──────── PROVIDED DATA

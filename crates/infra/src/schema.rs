//! Schema bootstrap for the cart and catalog tables.

use sqlx::PgPool;

/// The partial unique index is what enforces the one-unpaid-cart-per-customer
/// rule at the storage layer; `PostgresCartStore::insert_cart` translates the
/// resulting constraint violation into `StoreError::UnpaidCartExists`.
const DDL: &[&str] = &[
    r#"
    CREATE TABLE IF NOT EXISTS products (
        model         TEXT PRIMARY KEY,
        category      TEXT NOT NULL,
        selling_price BIGINT NOT NULL CHECK (selling_price >= 0),
        quantity      INTEGER NOT NULL CHECK (quantity >= 0),
        details       TEXT,
        arrival_date  DATE NOT NULL
    )
    "#,
    r#"
    CREATE TABLE IF NOT EXISTS carts (
        id            UUID PRIMARY KEY,
        customer      TEXT NOT NULL,
        status        TEXT NOT NULL CHECK (status IN ('unpaid', 'paid')),
        checkout_date DATE,
        total         BIGINT NOT NULL DEFAULT 0 CHECK (total >= 0)
    )
    "#,
    r#"
    CREATE UNIQUE INDEX IF NOT EXISTS carts_one_unpaid_per_customer
        ON carts (customer) WHERE status = 'unpaid'
    "#,
    r#"
    CREATE TABLE IF NOT EXISTS cart_items (
        cart_id    UUID NOT NULL REFERENCES carts (id) ON DELETE CASCADE,
        model      TEXT NOT NULL,
        category   TEXT NOT NULL,
        unit_price BIGINT NOT NULL CHECK (unit_price >= 0),
        quantity   INTEGER NOT NULL CHECK (quantity >= 1),
        PRIMARY KEY (cart_id, model)
    )
    "#,
];

/// Create the tables and indexes if they do not exist yet. Idempotent, so it
/// is safe to run on every startup.
pub async fn init_schema(pool: &PgPool) -> Result<(), sqlx::Error> {
    for statement in DDL {
        sqlx::query(statement).execute(pool).await?;
    }
    tracing::debug!("database schema ensured");
    Ok(())
}
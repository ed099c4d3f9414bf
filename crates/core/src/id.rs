//! Strongly-typed identifiers used across the domain.
//!
//! Carts get synthetic UUIDv7 keys; customers and products are identified by
//! their natural keys (username and model code respectively).

use core::str::FromStr;
use serde::{Deserialize, Serialize};
use uuid::Uuid;

use crate::error::DomainError;

/// Identifier of a cart (one shopping session for one customer).
#[derive(Debug, Copy, Clone, PartialEq, Eq, Hash, Serialize, Deserialize)]
#[serde(transparent)]
pub struct CartId(Uuid);

impl CartId {
    /// Create a new identifier.
    ///
    /// Uses UUIDv7 (time-ordered). Prefer passing IDs explicitly in tests
    /// for determinism.
    pub fn new() -> Self {
        Self(Uuid::now_v7())
    }

    pub fn from_uuid(uuid: Uuid) -> Self {
        Self(uuid)
    }

    pub fn as_uuid(&self) -> &Uuid {
        &self.0
    }
}

impl Default for CartId {
    fn default() -> Self {
        Self::new()
    }
}

impl core::fmt::Display for CartId {
    fn fmt(&self, f: &mut core::fmt::Formatter<'_>) -> core::fmt::Result {
        core::fmt::Display::fmt(&self.0, f)
    }
}

impl From<Uuid> for CartId {
    fn from(value: Uuid) -> Self {
        Self(value)
    }
}

impl From<CartId> for Uuid {
    fn from(value: CartId) -> Self {
        value.0
    }
}

impl FromStr for CartId {
    type Err = DomainError;

    fn from_str(s: &str) -> Result<Self, Self::Err> {
        let uuid = Uuid::from_str(s)
            .map_err(|e| DomainError::invalid_id(format!("CartId: {e}")))?;
        Ok(Self(uuid))
    }
}

macro_rules! impl_string_newtype {
    ($t:ty, $name:literal) => {
        impl $t {
            /// Wrap a raw value, rejecting empty/blank input.
            pub fn new(value: impl Into<String>) -> Result<Self, DomainError> {
                let value = value.into();
                if value.trim().is_empty() {
                    return Err(DomainError::invalid_id(concat!($name, " cannot be empty")));
                }
                Ok(Self(value))
            }

            pub fn as_str(&self) -> &str {
                &self.0
            }

            pub fn into_string(self) -> String {
                self.0
            }
        }

        impl core::fmt::Display for $t {
            fn fmt(&self, f: &mut core::fmt::Formatter<'_>) -> core::fmt::Result {
                f.write_str(&self.0)
            }
        }

        impl FromStr for $t {
            type Err = DomainError;

            fn from_str(s: &str) -> Result<Self, Self::Err> {
                Self::new(s)
            }
        }

        impl AsRef<str> for $t {
            fn as_ref(&self) -> &str {
                &self.0
            }
        }
    };
}

/// Identifier of a customer (username, the natural key of the user system).
#[derive(Debug, Clone, PartialEq, Eq, Hash, Serialize, Deserialize)]
#[serde(transparent)]
pub struct CustomerId(String);

/// Identifier of a product in the catalog (model code, e.g. "Realme X2").
#[derive(Debug, Clone, PartialEq, Eq, Hash, PartialOrd, Ord, Serialize, Deserialize)]
#[serde(transparent)]
pub struct ProductModel(String);

impl_string_newtype!(CustomerId, "CustomerId");
impl_string_newtype!(ProductModel, "ProductModel");
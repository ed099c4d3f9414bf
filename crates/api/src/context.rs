use voltmart_auth::Role;
use voltmart_core::CustomerId;

/// Principal context for a request (authenticated identity + role).
///
/// Inserted by the auth middleware; present on every protected route.
#[derive(Debug, Clone, PartialEq, Eq)]
pub struct PrincipalContext {
    customer: CustomerId,
    role: Role,
}

impl PrincipalContext {
    pub fn new(customer: CustomerId, role: Role) -> Self {
        Self { customer, role }
    }

    pub fn customer(&self) -> &CustomerId {
        &self.customer
    }

    pub fn role(&self) -> Role {
        self.role
    }
}
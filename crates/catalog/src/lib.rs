//! Product Catalog collaborator boundary.
//!
//! The catalog is the system of record for product existence, price, category
//! and stock. The cart subsystem consumes it through the [`ProductCatalog`]
//! trait and never owns any of its data.

pub mod catalog;
pub mod product;

pub use catalog::{CatalogError, InMemoryCatalog, ProductCatalog};
pub use product::{Category, Product};
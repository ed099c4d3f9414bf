//! Backing store wiring for the HTTP layer.
//!
//! Without `DATABASE_URL` (or without the `postgres` feature) the service
//! runs on the in-memory adapters with a seeded demo catalog, which is what
//! the black-box tests exercise.

use std::sync::Arc;

use chrono::NaiveDate;

use voltmart_carts::{CartService, InMemoryCartStore};
use voltmart_catalog::{Category, InMemoryCatalog, Product};
use voltmart_core::ProductModel;

pub struct AppServices {
    pub carts: CartService,
}

pub async fn build_services() -> AppServices {
    #[cfg(feature = "postgres")]
    if let Ok(database_url) = std::env::var("DATABASE_URL") {
        return build_postgres_services(&database_url).await;
    }

    build_in_memory_services()
}

fn build_in_memory_services() -> AppServices {
    tracing::info!("using in-memory stores with demo catalog");
    let catalog = Arc::new(InMemoryCatalog::with_products(demo_products()));
    AppServices {
        carts: CartService::new(InMemoryCartStore::arc(), catalog),
    }
}

#[cfg(feature = "postgres")]
async fn build_postgres_services(database_url: &str) -> AppServices {
    use voltmart_infra::{PostgresCartStore, PostgresCatalog};

    let pool = sqlx::PgPool::connect(database_url)
        .await
        .expect("failed to connect to Postgres");
    voltmart_infra::init_schema(&pool)
        .await
        .expect("failed to initialize database schema");

    tracing::info!("using Postgres-backed stores");
    AppServices {
        carts: CartService::new(
            Arc::new(PostgresCartStore::new(pool.clone())),
            Arc::new(PostgresCatalog::new(pool)),
        ),
    }
}

fn demo_products() -> Vec<Product> {
    let arrival = NaiveDate::from_ymd_opt(2024, 1, 15).expect("valid demo date");
    let product = |model: &str, category, price, quantity| Product {
        model: ProductModel::new(model).expect("non-empty demo model"),
        category,
        selling_price: price,
        quantity,
        details: None,
        arrival_date: arrival,
    };
    vec![
        product("Realme X2", Category::Smartphone, 5700, 3),
        product("ThinkPad X1", Category::Laptop, 129_900, 5),
        product("LG Fridge", Category::Appliance, 89_900, 0),
    ]
}
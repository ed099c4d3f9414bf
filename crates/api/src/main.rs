#[tokio::main]
async fn main() {
    voltmart_observability::init();

    let jwt_secret = std::env::var("JWT_SECRET").unwrap_or_else(|_| {
        tracing::warn!("JWT_SECRET not set; using insecure dev default");
        "dev-secret".to_string()
    });

    let app = voltmart_api::app::build_app(jwt_secret).await;

    let listener = tokio::net::TcpListener::bind("0.0.0.0:8080")
        .await
        .expect("failed to bind 0.0.0.0:8080");

    tracing::info!("listening on {}", listener.local_addr().unwrap());

    axum::serve(listener, app).await.unwrap();
}
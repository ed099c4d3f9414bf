//! Infrastructure layer: Postgres-backed cart and catalog storage.

pub mod postgres;
pub mod schema;


pub use postgres::{PostgresCartStore, PostgresCatalog};
pub use schema::init_schema;
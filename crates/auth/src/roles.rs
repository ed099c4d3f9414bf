use serde::{Deserialize, Serialize};

/// Role used for RBAC at the API boundary.
///
/// The role set is closed: customers own carts; managers and admins run the
/// administrative operations (view/wipe all carts).
#[derive(Debug, Clone, Copy, PartialEq, Eq, Hash, Serialize, Deserialize)]
#[serde(rename_all = "PascalCase")]
pub enum Role {
    Customer,
    Manager,
    Admin,
}

impl Role {
    /// Managers and admins share the administrative surface.
    pub fn is_staff(self) -> bool {
        matches!(self, Role::Manager | Role::Admin)
    }
}

impl core::fmt::Display for Role {
    fn fmt(&self, f: &mut core::fmt::Formatter<'_>) -> core::fmt::Result {
        let s = match self {
            Role::Customer => "Customer",
            Role::Manager => "Manager",
            Role::Admin => "Admin",
        };
        f.write_str(s)
    }
}

#[cfg(test)]
mod tests {
    use super::*;

    #[test]
    fn staff_split() {
        assert!(!Role::Customer.is_staff());
        assert!(Role::Manager.is_staff());
        assert!(Role::Admin.is_staff());
    }

    #[test]
    fn serde_uses_pascal_case_names() {
        assert_eq!(serde_json::to_string(&Role::Customer).unwrap(), "\"Customer\"");
        let role: Role = serde_json::from_str("\"Manager\"").unwrap();
        assert_eq!(role, Role::Manager);
    }
}
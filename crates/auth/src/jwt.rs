//! Token decoding and signature verification (HS256).

use chrono::{DateTime, Utc};
use jsonwebtoken::{Algorithm, DecodingKey, Validation};
use thiserror::Error;

use crate::claims::{JwtClaims, TokenValidationError, validate_claims};

#[derive(Debug, Error, Clone, PartialEq, Eq)]
pub enum AuthError {
    /// Malformed token or bad signature. Deliberately opaque.
    #[error("invalid token")]
    InvalidToken,

    #[error(transparent)]
    Claims(#[from] TokenValidationError),
}

/// Token validation seam consumed by the HTTP middleware.
pub trait JwtValidator: Send + Sync {
    /// Verify the signature and the claim time window, returning the claims.
    fn validate(&self, token: &str, now: DateTime<Utc>) -> Result<JwtClaims, AuthError>;
}

/// HS256 validator over a shared secret.
pub struct Hs256JwtValidator {
    decoding_key: DecodingKey,
}

impl Hs256JwtValidator {
    pub fn new(secret: impl AsRef<[u8]>) -> Self {
        Self {
            decoding_key: DecodingKey::from_secret(secret.as_ref()),
        }
    }
}

impl JwtValidator for Hs256JwtValidator {
    fn validate(&self, token: &str, now: DateTime<Utc>) -> Result<JwtClaims, AuthError> {
        // Time-window checks go through `validate_claims` so the rules stay
        // deterministic and testable; jsonwebtoken only checks the signature.
        let mut validation = Validation::new(Algorithm::HS256);
        validation.validate_exp = false;
        validation.required_spec_claims.clear();

        let data = jsonwebtoken::decode::<JwtClaims>(token, &self.decoding_key, &validation)
            .map_err(|_| AuthError::InvalidToken)?;
        validate_claims(&data.claims, now)?;
        Ok(data.claims)
    }
}

#[cfg(test)]
mod tests {
    use super::*;
    use crate::Role;
    use chrono::Duration;
    use jsonwebtoken::{EncodingKey, Header};
    use voltmart_core::CustomerId;

    fn mint(secret: &str, claims: &JwtClaims) -> String {
        jsonwebtoken::encode(
            &Header::new(Algorithm::HS256),
            claims,
            &EncodingKey::from_secret(secret.as_bytes()),
        )
        .unwrap()
    }

    fn claims_valid_for(minutes: i64) -> JwtClaims {
        let now = Utc::now();
        JwtClaims {
            sub: CustomerId::new("ada").unwrap(),
            role: Role::Customer,
            issued_at: now - Duration::minutes(1),
            expires_at: now + Duration::minutes(minutes),
        }
    }

    #[test]
    fn round_trip_recovers_claims() {
        let validator = Hs256JwtValidator::new("test-secret");
        let claims = claims_valid_for(10);
        let token = mint("test-secret", &claims);

        let decoded = validator.validate(&token, Utc::now()).unwrap();
        assert_eq!(decoded.sub, claims.sub);
        assert_eq!(decoded.role, Role::Customer);
    }

    #[test]
    fn wrong_secret_is_rejected() {
        let validator = Hs256JwtValidator::new("test-secret");
        let token = mint("other-secret", &claims_valid_for(10));
        assert_eq!(
            validator.validate(&token, Utc::now()),
            Err(AuthError::InvalidToken)
        );
    }

    #[test]
    fn expired_token_is_rejected_by_claim_rules() {
        let validator = Hs256JwtValidator::new("test-secret");
        let token = mint("test-secret", &claims_valid_for(10));
        let later = Utc::now() + Duration::hours(1);
        assert_eq!(
            validator.validate(&token, later),
            Err(AuthError::Claims(TokenValidationError::Expired))
        );
    }

    #[test]
    fn garbage_token_is_rejected() {
        let validator = Hs256JwtValidator::new("test-secret");
        assert_eq!(
            validator.validate("not-a-jwt", Utc::now()),
            Err(AuthError::InvalidToken)
        );
    }
}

────────────────

=== PROMPT ===
If a line in the data holds the string "chrono", copy that line.

=== REPLY TO THE TASK ===
use chrono::NaiveDate;
use chrono::{DateTime, Utc};
    use chrono::Duration;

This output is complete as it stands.